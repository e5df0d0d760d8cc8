//! Performance benchmarks for FileXtransfer
//!
//! Run with: cargo bench

use criterion::{black_box, criterion_group, criterion_main, BenchmarkId, Criterion, Throughput};
use filextransfer::config::CopyMode;
use filextransfer::core::{BatchRunner, NoProgress};
use filextransfer::fs::{CopyOptions, FileCopier, RelativePath, ScanConfig};
use filextransfer::sync::Comparator;
use std::fs::File;
use std::io::Write;
use tempfile::TempDir;

/// Create a test file of the specified size
fn create_test_file(dir: &std::path::Path, name: &str, size: usize) -> std::path::PathBuf {
    let path = dir.join(name);
    let mut file = File::create(&path).unwrap();

    let chunk_size = 64 * 1024;
    let chunk: Vec<u8> = (0..chunk_size).map(|i| (i % 256) as u8).collect();
    let mut remaining = size;

    while remaining > 0 {
        let to_write = remaining.min(chunk_size);
        file.write_all(&chunk[..to_write]).unwrap();
        remaining -= to_write;
    }

    path
}

fn bench_copy_modes(c: &mut Criterion) {
    let mut group = c.benchmark_group("single_file_copy");

    for size in [1024 * 1024, 16 * 1024 * 1024, 100 * 1024 * 1024] {
        let src_dir = TempDir::new().unwrap();
        let dst_dir = TempDir::new().unwrap();
        let src_file = create_test_file(src_dir.path(), "large.bin", size);
        let dst_file = dst_dir.path().join("large.bin");
        let label = humansize::format_size(size as u64, humansize::BINARY);

        group.throughput(Throughput::Bytes(size as u64));

        for mode in [CopyMode::Fast, CopyMode::Chunked] {
            let copier = FileCopier::new(CopyOptions::with_mode(mode));
            group.bench_with_input(BenchmarkId::new(mode.name(), &label), &size, |b, _| {
                b.iter(|| {
                    black_box(copier.copy(&src_file, &dst_file).unwrap());
                });
            });
        }
    }

    group.finish();
}

fn bench_batch_small_files(c: &mut Criterion) {
    let src_dir = TempDir::new().unwrap();
    let dst_dir = TempDir::new().unwrap();

    let mut paths = Vec::new();
    for i in 0..10 {
        let subdir = src_dir.path().join(format!("dir_{}", i));
        std::fs::create_dir_all(&subdir).unwrap();
        for j in 0..10 {
            create_test_file(&subdir, &format!("file_{}.txt", j), 1024);
            paths.push(RelativePath::new(format!("dir_{}/file_{}.txt", i, j)));
        }
    }

    c.bench_function("batch_100_small_files", |b| {
        let runner = BatchRunner::new(CopyOptions::default());
        b.iter(|| {
            let result = runner.run(&paths, src_dir.path(), dst_dir.path(), &NoProgress);
            black_box(result.success_count)
        });
    });
}

fn bench_analyze(c: &mut Criterion) {
    let origin = TempDir::new().unwrap();
    let backup = TempDir::new().unwrap();

    for i in 0..10 {
        for dir in [origin.path(), backup.path()] {
            std::fs::create_dir_all(dir.join(format!("subdir_{}", i))).unwrap();
        }
        for j in 0..100 {
            let name = format!("subdir_{}/file_{}.txt", i, j);
            create_test_file(origin.path(), &name, 128);
            if j % 2 == 0 {
                create_test_file(backup.path(), &name, 128);
            }
        }
    }

    c.bench_function("analyze_1000_vs_500_files", |b| {
        let comparator = Comparator::new(ScanConfig::default()).unwrap();
        b.iter(|| black_box(comparator.analyze(origin.path(), backup.path()).unwrap().missing.len()));
    });
}

criterion_group!(benches, bench_copy_modes, bench_batch_small_files, bench_analyze);

criterion_main!(benches);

◇ ◇ ◇ ◇ ◇ ◇ ◇

▸ Task objective: Transcribe each entry precisely, missing none.

▸ Task solution:
repository e5df0d0d760d8cc8
//! Performance benchmarks for FileXtransfer
//!
//! Run with: cargo bench

use criterion::{black_box, criterion_group, criterion_main, BenchmarkId, Criterion, Throughput};
use filextransfer::config::CopyMode;
use filextransfer::core::{BatchRunner, NoProgress};
use filextransfer::fs::{CopyOptions, FileCopier, RelativePath, ScanConfig};
use filextransfer::sync::Comparator;
use std::fs::File;
use std::io::Write;
use tempfile::TempDir;

/// Create a test file of the specified size
fn create_test_file(dir: &std::path::Path, name: &str, size: usize) -> std::path::PathBuf {
    let path = dir.join(name);
    let mut file = File::create(&path).unwrap();

    let chunk_size = 64 * 1024;
    let chunk: Vec<u8> = (0..chunk_size).map(|i| (i % 256) as u8).collect();
    let mut remaining = size;

    while remaining > 0 {
        let to_write = remaining.min(chunk_size);
        file.write_all(&chunk[..to_write]).unwrap();
        remaining -= to_write;
    }

    path
}

fn bench_copy_modes(c: &mut Criterion) {
    let mut group = c.benchmark_group("single_file_copy");

    for size in [1024 * 1024, 16 * 1024 * 1024, 100 * 1024 * 1024] {
        let src_dir = TempDir::new().unwrap();
        let dst_dir = TempDir::new().unwrap();
        let src_file = create_test_file(src_dir.path(), "large.bin", size);
        let dst_file = dst_dir.path().join("large.bin");
        let label = humansize::format_size(size as u64, humansize::BINARY);

        group.throughput(Throughput::Bytes(size as u64));

        for mode in [CopyMode::Fast, CopyMode::Chunked] {
            let copier = FileCopier::new(CopyOptions::with_mode(mode));
            group.bench_with_input(BenchmarkId::new(mode.name(), &label), &size, |b, _| {
                b.iter(|| {
                    black_box(copier.copy(&src_file, &dst_file).unwrap());
                });
            });
        }
    }

    group.finish();
}

fn bench_batch_small_files(c: &mut Criterion) {
    let src_dir = TempDir::new().unwrap();
    let dst_dir = TempDir::new().unwrap();

    let mut paths = Vec::new();
    for i in 0..10 {
        let subdir = src_dir.path().join(format!("dir_{}", i));
        std::fs::create_dir_all(&subdir).unwrap();
        for j in 0..10 {
            create_test_file(&subdir, &format!("file_{}.txt", j), 1024);
            paths.push(RelativePath::new(format!("dir_{}/file_{}.txt", i, j)));
        }
    }

    c.bench_function("batch_100_small_files", |b| {
        let runner = BatchRunner::new(CopyOptions::default());
        b.iter(|| {
            let result = runner.run(&paths, src_dir.path(), dst_dir.path(), &NoProgress);
            black_box(result.success_count)
        });
    });
}

fn bench_analyze(c: &mut Criterion) {
    let origin = TempDir::new().unwrap();
    let backup = TempDir::new().unwrap();

    for i in 0..10 {
        for dir in [origin.path(), backup.path()] {
            std::fs::create_dir_all(dir.join(format!("subdir_{}", i))).unwrap();
        }
        for j in 0..100 {
            let name = format!("subdir_{}/file_{}.txt", i, j);
            create_test_file(origin.path(), &name, 128);
            if j % 2 == 0 {
                create_test_file(backup.path(), &name, 128);
            }
        }
    }

    c.bench_function("analyze_1000_vs_500_files", |b| {
        let comparator = Comparator::new(ScanConfig::default()).unwrap();
        b.iter(|| black_box(comparator.analyze(origin.path(), backup.path()).unwrap().missing.len()));
    });
}

criterion_group!(benches, bench_copy_modes, bench_batch_small_files, bench_analyze);

criterion_main!(benches);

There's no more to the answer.